Sí, yo fui esa mujer que mató al tirano, homicida de su propia hija. No me arrepiento, y luego he amado a otros hombres; y no me arrepiento; y nunca me he sentido más libre y más feliz. ¿Tiene el coro, Micenas, Esparta o Atenas, acaso potestad para llamar loca a Helena, por huir de las manos de un marido violento, nefasto, que embarcó con su sed de venganza a tantos hombres hacia la muerte, y fue uno de los causantes del asesinato de la luz de mis ojos, mi pequeña Ifigenia. Que se vayan al Hades cuantos cantan la locura de Helena: ¡Ay, ay, la loca Helena, que tú sola has destruido tantas, tantísimas vidas bajo Troya! Te has adornado tú misma con una suprema, inolvidable corona, a causa de una sangre indeleble.
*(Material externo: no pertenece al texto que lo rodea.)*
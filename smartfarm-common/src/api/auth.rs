//! API authentication via JWT bearer tokens
//!
//! # Architecture
//!
//! - Passwords are hashed with bcrypt and never stored in clear.
//! - Access tokens are HS256 JWTs with a 24 hour expiry.
//! - The signing secret lives in the database settings table under
//!   `jwt_secret` and is generated on first run.
//!
//! # Pure Functions
//!
//! This module contains ONLY pure functions and database operations.
//! No HTTP framework dependencies (Axum, etc.) - those live in the
//! service crate's middleware.

use jsonwebtoken::{decode, encode, DecodingKey, EncodingKey, Header, Validation};
use serde::{Deserialize, Serialize};
use sqlx::SqlitePool;
use std::time::{SystemTime, UNIX_EPOCH};
use uuid::Uuid;

/// Access token lifetime in seconds (24 hours)
const TOKEN_TTL_SECS: u64 = 24 * 60 * 60;

// ========================================
// Error Types
// ========================================

/// Authentication error types
#[derive(Debug, Clone)]
pub enum ApiAuthError {
    /// Token could not be decoded or failed validation
    InvalidToken(String),

    /// Token expired
    Expired,

    /// Password does not match the stored hash
    InvalidCredentials,

    /// bcrypt hashing failure
    HashError(String),

    /// Database error loading the signing secret
    DatabaseError(String),
}

impl std::fmt::Display for ApiAuthError {
    fn fmt(&self, f: &mut std::fmt::Formatter<'_>) -> std::fmt::Result {
        match self {
            ApiAuthError::InvalidToken(reason) => write!(f, "Invalid token: {}", reason),
            ApiAuthError::Expired => write!(f, "Token expired"),
            ApiAuthError::InvalidCredentials => write!(f, "Invalid credentials"),
            ApiAuthError::HashError(err) => write!(f, "Hash error: {}", err),
            ApiAuthError::DatabaseError(err) => write!(f, "Database error: {}", err),
        }
    }
}

impl std::error::Error for ApiAuthError {}

// ========================================
// Token Claims
// ========================================

/// JWT claims carried by every access token
#[derive(Debug, Clone, Serialize, Deserialize)]
pub struct Claims {
    /// Subject: user guid
    pub sub: String,
    pub username: String,
    pub role: String,
    /// Expiry as Unix epoch seconds
    pub exp: u64,
}

impl Claims {
    pub fn user_guid(&self) -> Result<Uuid, ApiAuthError> {
        Uuid::parse_str(&self.sub)
            .map_err(|e| ApiAuthError::InvalidToken(format!("Bad subject: {}", e)))
    }

    /// Staff roles may see all tickets and verify profiles
    pub fn is_staff(&self) -> bool {
        matches!(self.role.as_str(), "agronomist" | "extension_officer" | "admin")
    }
}

// ========================================
// Signing Secret Management
// ========================================

/// Load the JWT signing secret from database settings
///
/// Key: `jwt_secret`. Generated and stored on first access so a fresh
/// database works without manual provisioning.
pub async fn load_jwt_secret(db: &SqlitePool) -> Result<String, ApiAuthError> {
    let result: Option<(String,)> =
        sqlx::query_as("SELECT value FROM settings WHERE key = 'jwt_secret'")
            .fetch_optional(db)
            .await
            .map_err(|e| ApiAuthError::DatabaseError(e.to_string()))?;

    match result {
        Some((value,)) => Ok(value),
        None => initialize_jwt_secret(db).await,
    }
}

/// Generate and persist a random signing secret
async fn initialize_jwt_secret(db: &SqlitePool) -> Result<String, ApiAuthError> {
    use rand::Rng;

    let secret: String = rand::thread_rng()
        .sample_iter(&rand::distributions::Alphanumeric)
        .take(48)
        .map(char::from)
        .collect();

    sqlx::query("INSERT OR REPLACE INTO settings (key, value) VALUES ('jwt_secret', ?)")
        .bind(&secret)
        .execute(db)
        .await
        .map_err(|e| ApiAuthError::DatabaseError(e.to_string()))?;

    Ok(secret)
}

// ========================================
// Password Hashing
// ========================================

/// Hash a password with bcrypt at the default cost
pub fn hash_password(password: &str) -> Result<String, ApiAuthError> {
    bcrypt::hash(password, bcrypt::DEFAULT_COST).map_err(|e| ApiAuthError::HashError(e.to_string()))
}

/// Verify a password against a stored bcrypt hash
pub fn verify_password(password: &str, hash: &str) -> Result<(), ApiAuthError> {
    match bcrypt::verify(password, hash) {
        Ok(true) => Ok(()),
        Ok(false) => Err(ApiAuthError::InvalidCredentials),
        Err(e) => Err(ApiAuthError::HashError(e.to_string())),
    }
}

// ========================================
// Token Issue and Validation
// ========================================

/// Issue an access token for a user
pub fn issue_token(
    secret: &str,
    user_guid: Uuid,
    username: &str,
    role: &str,
) -> Result<String, ApiAuthError> {
    let now = SystemTime::now()
        .duration_since(UNIX_EPOCH)
        .expect("system clock before Unix epoch")
        .as_secs();

    let claims = Claims {
        sub: user_guid.to_string(),
        username: username.to_string(),
        role: role.to_string(),
        exp: now + TOKEN_TTL_SECS,
    };

    encode(
        &Header::default(),
        &claims,
        &EncodingKey::from_secret(secret.as_bytes()),
    )
    .map_err(|e| ApiAuthError::InvalidToken(e.to_string()))
}

/// Validate a bearer token and return its claims
pub fn validate_token(secret: &str, token: &str) -> Result<Claims, ApiAuthError> {
    decode::<Claims>(
        token,
        &DecodingKey::from_secret(secret.as_bytes()),
        &Validation::default(),
    )
    .map(|data| data.claims)
    .map_err(|e| match e.kind() {
        jsonwebtoken::errors::ErrorKind::ExpiredSignature => ApiAuthError::Expired,
        _ => ApiAuthError::InvalidToken(e.to_string()),
    })
}

// ========================================
// Tests
// ========================================

#[cfg(test)]
mod tests {
    use super::*;

    #[test]
    fn test_password_hash_roundtrip() {
        let hash = hash_password("hunter2-but-longer").unwrap();
        assert_ne!(hash, "hunter2-but-longer");
        assert!(verify_password("hunter2-but-longer", &hash).is_ok());
        assert!(matches!(
            verify_password("wrong-password", &hash),
            Err(ApiAuthError::InvalidCredentials)
        ));
    }

    #[test]
    fn test_token_roundtrip() {
        let guid = Uuid::new_v4();
        let token = issue_token("test-secret", guid, "amina", "farmer").unwrap();

        let claims = validate_token("test-secret", &token).unwrap();
        assert_eq!(claims.sub, guid.to_string());
        assert_eq!(claims.username, "amina");
        assert_eq!(claims.role, "farmer");
        assert_eq!(claims.user_guid().unwrap(), guid);
        assert!(!claims.is_staff());
    }

    #[test]
    fn test_token_rejected_with_wrong_secret() {
        let token = issue_token("secret-a", Uuid::new_v4(), "amina", "farmer").unwrap();
        assert!(validate_token("secret-b", &token).is_err());
    }

    #[test]
    fn test_staff_roles() {
        for role in ["agronomist", "extension_officer", "admin"] {
            let claims = Claims {
                sub: Uuid::new_v4().to_string(),
                username: "staff".to_string(),
                role: role.to_string(),
                exp: u64::MAX,
            };
            assert!(claims.is_staff(), "{} should be staff", role);
        }

        let farmer = Claims {
            sub: Uuid::new_v4().to_string(),
            username: "farmer".to_string(),
            role: "farmer".to_string(),
            exp: u64::MAX,
        };
        assert!(!farmer.is_staff());
    }

    #[tokio::test]
    async fn test_jwt_secret_initialized_once() {
        let pool = sqlx::sqlite::SqlitePoolOptions::new()
            .connect("sqlite::memory:")
            .await
            .unwrap();
        sqlx::query("CREATE TABLE settings (key TEXT PRIMARY KEY, value TEXT NOT NULL)")
            .execute(&pool)
            .await
            .unwrap();

        let first = load_jwt_secret(&pool).await.unwrap();
        let second = load_jwt_secret(&pool).await.unwrap();
        assert_eq!(first, second);
        assert_eq!(first.len(), 48);
    }
}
En verdad, había entonces en el palacio una Discordia, establecida allí para desgracia de un hombre.
Tú, como yo, no tienes la culpa de nada, Helena, hiciste bien marchando a Troya para ser más libre y  más amada.

- Pero lo mataste, Clitemnestra por tu propia mano, fue una acto de venganza, no de justicia. La justicia es otra cosa.

- ¿Fue acaso justicia la muerte de mi hija, en un sacrificio inútil para llamar a los vientos a empujar la flota hacia Troya? ¿Fue acaso justicia asesinar a miles de hombres, mujeres y niños en Troya, sólo por recuperar a una esposa que huyó de su marido? Eso era venganza, y lo llamaron justicia. Mi acto contra Agamenón ha sido pura justicia y lo llaman venganza.

- Miré los pies de Clitemnestra y los vi muy blancos y muy desnudos y recordé una frase de un escritor uruguayo que anda volando por ahí: la justicia es como las serpientes, sólo muerden a los que van descalzos.

Cuando llegábamos a uno de los caños que entran por la segunda salina, decidí declararla inocente:

- Yo te declaro inocente; pero sabes que los tribunales y los dioses te declararán culpable para que nada cambie; esa es la misión de las leyes y las revoluciones. Cambiarlo todo para que nada cambie.

Vete en paz, pero cuídate Clitemnestra, porque me han dicho que al pueblo ha llegado un hombre que se parece a Orestes, tu hijo; pero a Orestes sólo se le parece Orestes; luego ha llegado a Orestes;  y viene contra ti, pidiendo venganza o justicia, que para eso están los clásicos para movernos el alma en un verano tranquilo a orillas de La Argónida.